In Los Cabos, Mexico, community participation in public space design is a relatively new concept. Famous for it’s warm weather, sandy beaches, and 4-star golf courses, “Cabo” is one of the country’s top tourist destinations. Traditionally based on fishing, the southern tip of Baja California Sur’s economy now thrives on the tourist dollars that flow in waves from mostly Canadian and American “snow-birds”. Luxurious resorts dot the coastline in between Cabo San Lucas and San José del Cabo, and development is increasing exponentially. Unfortunately these gigantic hotels and exuberant getaways seem to take precedent over local development projects, and the hearts of both cities have become abandoned and their public spaces left in states of depreciation.

The project

El instituto municipal de planeación (IMPLAN) has partnered with Sustainable Cities International and began a pilot project that considers participatory planning as a tool for public space re-design. SCI intern Daniel Ross developed, and implemented a community engagement process for the restoration of an urban park located on the border between the communities Pablo L. Martínez and Ampliación Guaymitas. The engagement initiatives began with a qualitative diagnostic investigation of the community, introductory meetings with park neighbours, community leaders, and different municipal stakeholders. The following phases involved facilitating formal dialogue, group visioning, community asset mapping, and developing a community vision. Daniel worked closely with members of the community from the project’s inception to the end of the internship on discussing common needs and visions, as well as to collaborate in responding to the community’s pertinent concerns.

The Phases

I.      Make a presence in the community through frequent visits and informal interviews (establish a relationship based on trust)
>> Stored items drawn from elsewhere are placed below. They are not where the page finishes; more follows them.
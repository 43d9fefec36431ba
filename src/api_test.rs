use super::*;

// =============================================================================
// endpoint
// =============================================================================

#[test]
fn endpoint_joins_base_and_path() {
    assert_eq!(endpoint("http://api.test", "/auth/me"), "http://api.test/auth/me");
}

#[test]
fn endpoint_handles_trailing_and_missing_slashes() {
    assert_eq!(endpoint("http://api.test/", "/auth/me"), "http://api.test/auth/me");
    assert_eq!(endpoint("http://api.test", "auth/me"), "http://api.test/auth/me");
}

// =============================================================================
// error_message
// =============================================================================

#[test]
fn error_message_prefers_json_message_field() {
    let body = r#"{"message":"Invalid credentials","error":"unauthorized"}"#;
    assert_eq!(error_message(StatusCode::UNAUTHORIZED, body), "Invalid credentials");
}

#[test]
fn error_message_falls_back_to_error_field() {
    let body = r#"{"error":"email already registered"}"#;
    assert_eq!(error_message(StatusCode::CONFLICT, body), "email already registered");
}

#[test]
fn error_message_uses_raw_body_when_not_json() {
    assert_eq!(error_message(StatusCode::BAD_GATEWAY, "  upstream down \n"), "upstream down");
}

#[test]
fn error_message_uses_json_body_without_known_fields_verbatim() {
    let body = r#"{"code":42}"#;
    assert_eq!(error_message(StatusCode::BAD_REQUEST, body), body);
}

#[test]
fn error_message_uses_reason_phrase_for_empty_body() {
    assert_eq!(error_message(StatusCode::NOT_FOUND, ""), "Not Found");
}

// =============================================================================
// parse_body
// =============================================================================

#[test]
fn parse_body_empty_is_null() {
    assert_eq!(parse_body("").unwrap(), Value::Null);
}

#[test]
fn parse_body_decodes_json() {
    let value = parse_body(r#"{"token":"abc"}"#).unwrap();
    assert_eq!(value["token"], "abc");
}

#[test]
fn parse_body_rejects_html() {
    let err = parse_body("<html>oops</html>").unwrap_err();
    assert_eq!(crate::error::ErrorCode::error_code(&err), "E_API_PARSE");
}

#[test]
fn client_keeps_base_url() {
    let client = ApiClient::new("http://api.test", Timeouts::default()).unwrap();
    assert_eq!(client.base_url(), "http://api.test");
}
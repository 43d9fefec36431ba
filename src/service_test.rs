use super::*;
use crate::config::Timeouts;
use crate::router::RecordingNavigator;
use crate::store::MemoryTokenStore;
use crate::test_support::{NOW, sign, token_for};

fn service(token: Option<String>) -> AuthService<MemoryTokenStore, RecordingNavigator> {
    let api = ApiClient::new("http://127.0.0.1:9", Timeouts::default()).unwrap();
    let store = token.map_or_else(MemoryTokenStore::new, MemoryTokenStore::with_token);
    AuthService::new(api, store, RecordingNavigator::new(), vec!["local".into(), "github".into()])
}

// =============================================================================
// redirect_user
// =============================================================================

#[test]
fn redirect_admin_to_admin_area() {
    let svc = service(Some(token_for("admin", 60)));
    assert_eq!(svc.redirect_user_at(NOW, None).unwrap(), Route::Admin);
    assert_eq!(svc.navigator().history(), vec![Route::Admin]);
    assert!(svc.get_token().unwrap().is_some());
}

#[test]
fn redirect_superadmin_to_admin_area() {
    let svc = service(Some(token_for("superadmin", 60)));
    assert_eq!(svc.redirect_user_at(NOW, None).unwrap(), Route::Admin);
}

#[test]
fn redirect_member_to_member_area() {
    let svc = service(Some(token_for("member", 60)));
    let mut ctx = UserContext::default();
    assert_eq!(svc.redirect_user_at(NOW, Some(&mut ctx)).unwrap(), Route::Member);
    assert!(ctx.logged_in);
}

#[test]
fn redirect_unknown_role_logs_out() {
    let svc = service(Some(token_for("guest", 60)));
    assert_eq!(svc.redirect_user_at(NOW, None).unwrap(), Route::Login);
    assert_eq!(svc.navigator().history(), vec![Route::Login]);
    assert_eq!(svc.get_token().unwrap(), None);
}

#[test]
fn redirect_missing_role_logs_out() {
    let token = sign(&serde_json::json!({ "exp": NOW + 60, "data": { "user": { "email": "x@y.z" } } }));
    let svc = service(Some(token));
    assert_eq!(svc.redirect_user_at(NOW, None).unwrap(), Route::Login);
}

#[test]
fn redirect_expired_session_logs_out() {
    let svc = service(Some(token_for("admin", -10)));
    assert_eq!(svc.redirect_user_at(NOW, None).unwrap(), Route::Login);
    assert_eq!(svc.get_token().unwrap(), None);
}

#[test]
fn redirect_without_token_goes_to_login() {
    let svc = service(None);
    let mut ctx = UserContext { logged_in: true, populated: true, user: None };
    assert_eq!(svc.redirect_user_at(NOW, Some(&mut ctx)).unwrap(), Route::Login);
    assert!(!ctx.logged_in);
    assert_eq!(svc.navigator().last(), Some(Route::Login));
}

// =============================================================================
// logged_in / tokens
// =============================================================================

#[test]
fn logged_in_returns_claims_for_active_token() {
    let svc = service(Some(token_for("member", 60)));
    let claims = svc.logged_in_at(NOW, None).unwrap().unwrap();
    assert_eq!(claims.user().name.as_deref(), Some("Ada"));
}

#[test]
fn logged_in_false_for_expired_token() {
    let svc = service(Some(token_for("member", 60)));
    assert!(svc.logged_in_at(NOW + 60, None).unwrap().is_none());
}

#[test]
fn logged_in_with_real_clock_treats_old_token_as_expired() {
    let svc = service(Some(token_for("member", 60)));
    assert!(svc.logged_in(None).unwrap().is_none());
    assert!(matches!(svc.session(None).unwrap(), SessionState::Expired(_)));
}

#[test]
fn set_then_get_token() {
    let svc = service(None);
    svc.set_token("abc").unwrap();
    assert_eq!(svc.get_token().unwrap().as_deref(), Some("abc"));
}

#[test]
fn logout_clears_token_and_navigates() {
    let svc = service(Some("abc".into()));
    assert_eq!(svc.logout().unwrap(), Route::Login);
    assert_eq!(svc.get_token().unwrap(), None);
    assert_eq!(svc.navigator().history(), vec![Route::Login]);
}

#[test]
fn auth_providers_come_from_config() {
    let svc = service(None);
    assert_eq!(svc.auth_providers(), ["local".to_owned(), "github".to_owned()]);
}

#[tokio::test]
async fn fetch_user_without_token_fails_before_network() {
    let svc = service(None);
    let err = svc.fetch_user().await.unwrap_err();
    assert!(matches!(err, AuthError::MissingToken));
}

#[tokio::test]
async fn update_token_without_token_fails_before_network() {
    let svc = service(None);
    assert!(matches!(svc.update_token().await, Err(AuthError::MissingToken)));
}

// =============================================================================
// parse_auth_response
// =============================================================================

#[test]
fn parse_auth_response_keeps_extra_fields() {
    let auth = parse_auth_response(serde_json::json!({ "token": "t", "user": { "id": 1 } })).unwrap();
    assert_eq!(auth.token, "t");
    assert_eq!(auth.rest["user"]["id"], 1);
}

#[test]
fn parse_auth_response_requires_token() {
    let err = parse_auth_response(serde_json::json!({ "ok": true })).unwrap_err();
    assert!(err.to_string().contains("auth response"));
}

#[test]
fn parse_auth_response_rejects_blank_token() {
    assert!(parse_auth_response(serde_json::json!({ "token": "  " })).is_err());
}
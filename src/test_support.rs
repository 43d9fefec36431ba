//! Token builders shared by unit tests.

use jsonwebtoken::{EncodingKey, Header};
use serde_json::{Value, json};

pub const NOW: i64 = 1_700_000_000;

/// Sign `payload` with a throwaway key. The client never checks it.
pub fn sign(payload: &Value) -> String {
    jsonwebtoken::encode(&Header::default(), payload, &EncodingKey::from_secret(b"server-only-secret")).unwrap()
}

/// Token for a user with `role`, expiring `ttl` seconds after [`NOW`].
pub fn token_for(role: &str, ttl: i64) -> String {
    sign(&json!({
        "exp": NOW + ttl,
        "iat": NOW - 60,
        "data": { "user": { "id": 7, "email": "ada@example.test", "name": "Ada", "role": role } }
    }))
}
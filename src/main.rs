use std::path::PathBuf;

use authgate::{AuthError, AuthService, ClientConfig, ErrorCode, FileTokenStore, Navigator, Route, SessionState};
use clap::{Parser, Subcommand};
use serde_json::{Value, json};
use tracing_subscriber::EnvFilter;

#[derive(Debug, thiserror::Error)]
enum CliError {
    #[error("{code}: {source}")]
    Auth {
        code: &'static str,
        #[source]
        source: AuthError,
    },
    #[error("invalid JSON output: {0}")]
    InvalidJson(#[from] serde_json::Error),
}

impl From<AuthError> for CliError {
    fn from(source: AuthError) -> Self {
        Self::Auth { code: source.error_code(), source }
    }
}

#[derive(Parser, Debug)]
#[command(name = "authgate", about = "Log in to an auth API and manage the local session")]
struct Cli {
    #[arg(long, env = "AUTH_API_URL")]
    base_url: Option<String>,

    #[arg(long, env = "AUTH_TOKEN_PATH")]
    token_path: Option<PathBuf>,

    #[command(subcommand)]
    command: Command,
}

#[derive(Subcommand, Debug)]
enum Command {
    /// Exchange email and password for a token.
    Login {
        #[arg(long)]
        email: String,
        #[arg(long, env = "AUTH_PASSWORD", hide_env_values = true)]
        password: String,
    },
    /// Create an account and store its token.
    Signup {
        #[arg(long)]
        email: String,
        #[arg(long, env = "AUTH_PASSWORD", hide_env_values = true)]
        password: String,
        #[arg(long)]
        name: String,
    },
    /// Show the current user as reported by the API.
    Me,
    /// Replace the stored token with a fresh one.
    Refresh,
    /// Request a password reset email.
    ResetPassword {
        #[arg(long)]
        email: String,
    },
    /// Decode the stored token and report the session state.
    Status,
    /// Print where the current user should be sent.
    Redirect,
    /// Forget the stored token.
    Logout,
    /// List configured login providers.
    Providers,
}

/// Prints navigation instead of driving a UI router.
struct StdoutNavigator;

impl Navigator for StdoutNavigator {
    fn push(&self, route: Route) {
        println!("-> {route}");
    }
}

#[tokio::main]
async fn main() -> Result<(), CliError> {
    dotenvy::dotenv().ok();
    tracing_subscriber::fmt()
        .with_env_filter(EnvFilter::try_from_default_env().unwrap_or_else(|_| EnvFilter::new("warn")))
        .with_writer(std::io::stderr)
        .init();

    let cli = Cli::parse();
    let mut config = ClientConfig::from_env_with_api_url(cli.base_url.as_deref())?;
    if let Some(path) = cli.token_path {
        config.token_path = path;
    }
    tracing::debug!(api_url = %config.api_url, token_path = %config.token_path.display(), "config loaded");

    let store = FileTokenStore::new(config.token_path.clone());
    let service = AuthService::from_config(&config, store, StdoutNavigator)?;
    run(&service, cli.command).await
}

async fn run(service: &AuthService<FileTokenStore, StdoutNavigator>, command: Command) -> Result<(), CliError> {
    match command {
        Command::Login { email, password } => {
            let auth = service.login(&email, &password).await?;
            print_json(&Value::Object(auth.rest))?;
        }
        Command::Signup { email, password, name } => {
            let auth = service.signup(&email, &password, &name).await?;
            print_json(&Value::Object(auth.rest))?;
        }
        Command::Me => print_json(&service.fetch_user().await?)?,
        Command::Refresh => {
            service.update_token().await?;
            println!("token refreshed");
        }
        Command::ResetPassword { email } => print_json(&service.reset_password(&email).await?)?,
        Command::Status => print_json(&status_json(&service.session(None)?))?,
        Command::Redirect => {
            service.redirect_user(None)?;
        }
        Command::Logout => {
            service.logout()?;
        }
        Command::Providers => {
            for provider in service.auth_providers() {
                println!("{provider}");
            }
        }
    }
    Ok(())
}

fn status_json(state: &SessionState) -> Value {
    match state {
        SessionState::LoggedOut => json!({ "state": "logged_out" }),
        SessionState::Active(claims) => json!({ "state": "active", "exp": claims.exp, "user": claims.user() }),
        SessionState::Expired(claims) => json!({ "state": "expired", "exp": claims.exp, "user": claims.user() }),
    }
}

fn print_json(value: &Value) -> Result<(), CliError> {
    let rendered = serde_json::to_string_pretty(value)?;
    println!("{rendered}");
    Ok(())
}
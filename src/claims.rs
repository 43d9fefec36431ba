//! Bearer token payload decoding.
//!
//! The client never holds the signing key, so the signature is not checked
//! here. Claims are read only to drive local session state and routing; the
//! server re-validates the token on every authenticated request.

use base64::Engine;
use base64::engine::general_purpose::URL_SAFE_NO_PAD;
use serde::{Deserialize, Deserializer, Serialize};
use serde_json::{Map, Number, Value};

use crate::error::AuthError;

#[cfg(test)]
#[path = "claims_test.rs"]
mod tests;

/// Decoded token payload.
#[derive(Debug, Clone, PartialEq, Serialize, Deserialize)]
pub struct TokenClaims {
    /// Expiry as seconds since the Unix epoch.
    /// Fractional values are truncated to whole seconds.
    #[serde(default, deserialize_with = "numeric_date")]
    pub exp: Option<i64>,
    #[serde(default, deserialize_with = "numeric_date")]
    pub iat: Option<i64>,
    pub data: TokenData,
}

#[derive(Debug, Clone, PartialEq, Serialize, Deserialize)]
pub struct TokenData {
    pub user: TokenUser,
}

/// User fields embedded in the token. Unknown fields are kept in `extra`.
#[derive(Debug, Clone, Default, PartialEq, Serialize, Deserialize)]
pub struct TokenUser {
    /// Number or string, whichever the API issues.
    #[serde(default, skip_serializing_if = "Option::is_none")]
    pub id: Option<Value>,
    #[serde(default, skip_serializing_if = "Option::is_none")]
    pub email: Option<String>,
    #[serde(default, skip_serializing_if = "Option::is_none")]
    pub name: Option<String>,
    #[serde(default, skip_serializing_if = "Option::is_none")]
    pub role: Option<String>,
    #[serde(flatten)]
    pub extra: Map<String, Value>,
}

impl TokenClaims {
    /// A token without `exp` never expires.
    #[must_use]
    pub fn is_expired_at(&self, now_secs: i64) -> bool {
        self.exp.is_some_and(|exp| exp <= now_secs)
    }

    #[must_use]
    pub fn user(&self) -> &TokenUser {
        &self.data.user
    }
}

/// Decode a token payload without verifying its signature.
///
/// Only the payload segment is read. The header is not parsed, so any
/// signing algorithm is accepted.
///
/// # Errors
///
/// Returns [`AuthError::TokenDecode`] if the token has no payload segment,
/// the payload is not base64url JSON, or it lacks `data.user`.
pub fn decode_claims(token: &str) -> Result<TokenClaims, AuthError> {
    let mut segments = token.trim().split('.');
    let payload = match (segments.next(), segments.next()) {
        (Some(header), Some(payload)) if !header.is_empty() && !payload.is_empty() => payload,
        _ => return Err(AuthError::TokenDecode("expected header.payload[.signature]".into())),
    };
    let bytes = URL_SAFE_NO_PAD
        .decode(payload.trim_end_matches('='))
        .map_err(|e| AuthError::TokenDecode(format!("payload is not base64url: {e}")))?;
    serde_json::from_slice(&bytes).map_err(|e| AuthError::TokenDecode(format!("payload: {e}")))
}

fn numeric_date<'de, D>(deserializer: D) -> Result<Option<i64>, D::Error>
where
    D: Deserializer<'de>,
{
    let raw = Option::<Number>::deserialize(deserializer)?;
    Ok(raw.and_then(|n| n.as_i64().or_else(|| n.as_f64().map(truncate_secs))))
}

#[allow(clippy::cast_possible_truncation)]
fn truncate_secs(secs: f64) -> i64 {
    secs.trunc() as i64
}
II.    Identify and establish working relationships with local stakeholders

III.   Format and distribute surveys of space use and perception

IV.    Implement qualitative observations; behaviour mapping and entrance tracking

V.     Organize and promote community participation (posters, flyers, social media and word of mouth)

VI.    Organize the community meetings, workshops, and mapping activities

VII.   Implement and lead the meetings, workshops and mapping activities in the community

VIII.   Interpret and analyze the findings and results

IX. Use the findings and results to influence the technical architectural design and concepts

X. Maintain presence in the community with updates and a final event to present the final design and to celebrate the successes of the participatory process

Phases I-IV

The initial stages of the process consisted of qualitative and quantitative research in the community of study through the use of informal interviews, behaviour mapping and entrance tracking within the park itself, stakeholder meetings, and finally surveying. Interviews with interested community members laid a solid foundation for a relationship based on trust and mutual understanding, and also was an opportunity to learn about community values and dynamics.

Phases V-X

The first workshops held in the park were values-based, community-asset mapping activities. Instead of directly focusing on problems and necessities, concentrating on positive areas and characteristics of the community fosters the creation of a newfound community identity.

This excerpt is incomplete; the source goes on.